Obsidian taught a generation how to think in links. But the skill — linked thinking, atomic notes, emergent structure — has outlived the tool. The LLM is your new linking engine.

Obsidian PKM AI-Augmented Work
Layered note cards and a connected graph illustrate skill-first knowledge systems.

Obsidian didn't just popularize zettelkasten — it taught a generation how to think in links.

The graph view, the backlinks, the daily notes, the emergent structure from atomic ideas — these weren't just features. They were training wheels for a new way of thinking. Linked thinking. Connection-first knowledge work.

But here's the thing: you don't need Obsidian anymore.

Not because the tool is bad. Because what it taught you is now embedded in how you work. And the LLM is your new linking engine.

What Obsidian Taught Us

Before Obsidian, most people took notes like they organized files: nested folders, hierarchical categories, one big document per topic.

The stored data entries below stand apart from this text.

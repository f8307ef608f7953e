//! High-level console command dispatcher.
//!
//! This module glues parsed commands to a [`RigControl`] implementation by
//! validating start requests and forwarding them as [`RigRequest`]s. It stays
//! `no_std` friendly so the firmware and emulator share the same implementation.

use core::fmt;
use core::time::Duration;

use crate::control::{RigControl, RigRequest, SubmitError, TriggerRejection, validate_plan};
use crate::repl::status::StatusSnapshot;
use crate::sampling::TestId;

use super::grammar::{self, Command, StartCommand};

/// Help text keyed by topic. The first entry is the overview shown by `help`.
pub const HELP_TOPICS: &[(&str, &str)] = &[
    (
        "overview",
        "commands: start, abort, status, log, help <topic>",
    ),
    (
        "start",
        "start <test-id> dwell=<250ms|2s|ms> speeds=<v>[,<v>...]  run a throttle ramp (values clamped to 0..1)",
    ),
    ("abort", "abort  stop the running test, zero the throttle and flush samples"),
    ("status", "status  show test progress, buffer counters and sensor readings"),
    ("log", "log [count]  print the newest console log lines"),
    ("help", "help [topic]  show help for a command"),
];

/// Looks up the help text for `topic` (case-insensitive); `None` selects the overview.
#[must_use]
pub fn help_text(topic: Option<&str>) -> Option<&'static str> {
    let key = topic.unwrap_or("overview");
    HELP_TOPICS
        .iter()
        .find(|(name, _)| name.eq_ignore_ascii_case(key))
        .map(|(_, text)| *text)
}

/// Command execution successes.
#[derive(Clone, Debug, PartialEq)]
pub enum CommandOutcome<Instant> {
    Started(StartAck<Instant>),
    AbortRequested { requested_at: Instant },
    Status(StatusSnapshot),
    /// The front-end prints the newest `count` lines of its log ring.
    Log { count: Option<usize> },
    Help(&'static str),
}

/// Summary returned after a start request was accepted.
#[derive(Clone, Debug, PartialEq)]
pub struct StartAck<Instant> {
    pub requested_at: Instant,
    pub test_id: TestId,
    pub steps: usize,
    pub dwell: Duration,
}

/// Errors surfaced while executing a command.
#[derive(Clone, Debug, PartialEq)]
pub enum CommandError<'a> {
    Parse(grammar::ParseError<'a>),
    Rejected(TriggerRejection),
    Unavailable(&'static str),
    UnknownHelpTopic(&'a str),
}

impl<'a> From<grammar::ParseError<'a>> for CommandError<'a> {
    fn from(error: grammar::ParseError<'a>) -> Self {
        Self::Parse(error)
    }
}

impl From<TriggerRejection> for CommandError<'_> {
    fn from(rejection: TriggerRejection) -> Self {
        Self::Rejected(rejection)
    }
}

impl From<SubmitError> for CommandError<'_> {
    fn from(error: SubmitError) -> Self {
        match error {
            SubmitError::QueueFull => Self::Rejected(TriggerRejection::QueueFull),
            SubmitError::Rejected(rejection) => Self::Rejected(rejection),
        }
    }
}

impl fmt::Display for CommandError<'_> {
    fn fmt(&self, f: &mut fmt::Formatter<'_>) -> fmt::Result {
        match self {
            CommandError::Parse(error) => write!(f, "parse error: {error}"),
            CommandError::Rejected(rejection) => write!(f, "rejected: {rejection}"),
            CommandError::Unavailable(what) => write!(f, "{what} unavailable"),
            CommandError::UnknownHelpTopic(topic) => write!(f, "no help for `{topic}`"),
        }
    }
}

type CommandResult<'a, C> = Result<CommandOutcome<<C as RigControl>::Instant>, CommandError<'a>>;

/// Dispatches console commands into the rig.
pub struct CommandExecutor<C> {
    control: C,
}

impl<C> CommandExecutor<C> {
    pub const fn new(control: C) -> Self {
        Self { control }
    }

    pub fn control(&self) -> &C {
        &self.control
    }

    pub fn control_mut(&mut self) -> &mut C {
        &mut self.control
    }

    pub fn into_inner(self) -> C {
        self.control
    }
}

impl<C> CommandExecutor<C>
where
    C: RigControl,
{
    /// Parses and executes a console command.
    pub fn execute<'a>(&mut self, line: &'a str, now: C::Instant) -> CommandResult<'a, C> {
        let command = grammar::parse(line)?;
        self.dispatch(command, now)
    }

    fn dispatch<'a>(&mut self, command: Command<'a>, now: C::Instant) -> CommandResult<'a, C> {
        match command {
            Command::Start(start) => self.handle_start(start, now).map(CommandOutcome::Started),
            Command::Abort => {
                if !self.control.test_active() {
                    return Err(TriggerRejection::NoActiveTest.into());
                }
                self.control
                    .submit(RigRequest::Abort { requested_at: now })?;
                Ok(CommandOutcome::AbortRequested { requested_at: now })
            }
            Command::Status => self
                .control
                .status(now)
                .map(CommandOutcome::Status)
                .ok_or(CommandError::Unavailable("status")),
            Command::Log(log) => Ok(CommandOutcome::Log { count: log.count }),
            Command::Help(help) => help_text(help.topic)
                .map(CommandOutcome::Help)
                .ok_or(CommandError::UnknownHelpTopic(help.topic.unwrap_or(""))),
        }
    }

    fn handle_start<'a>(
        &mut self,
        start: StartCommand<'a>,
        now: C::Instant,
    ) -> Result<StartAck<C::Instant>, CommandError<'a>> {
        if self.control.test_active() {
            return Err(TriggerRejection::TestActive.into());
        }

        let plan = validate_plan(start.test_id, &start.speeds, start.dwell)?;
        let ack = StartAck {
            requested_at: now,
            test_id: plan.test_id.clone(),
            steps: plan.ramp.len(),
            dwell: plan.ramp.dwell(),
        };

        self.control.submit(RigRequest::Start {
            plan,
            requested_at: now,
        })?;
        Ok(ack)
    }
}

Obsidian showed a different model:

  • Linked thinking: Notes connect to other notes. Ideas emerge from connections, not categories.
  • Atomic notes: One idea per note. Clear titles. No giant documents that mix everything.
  • Zettelkasten: Not a filing system, a thinking system. You don't file — you link, and structure emerges.
  • Backlinks: Every note shows what links to it. You don't just find notes; you find relationships.

The graph view was the visualization of something deeper. People got addicted to watching their knowledge base grow into a web.

This was the skill. And it's essential.

What AI Changed

Here's what's different now:

You don't need manual backlinks. The LLM can find connections across your entire vault without you explicitly linking. You write about a concept in five places. The LLM reads all five and surfaces the connections when you ask.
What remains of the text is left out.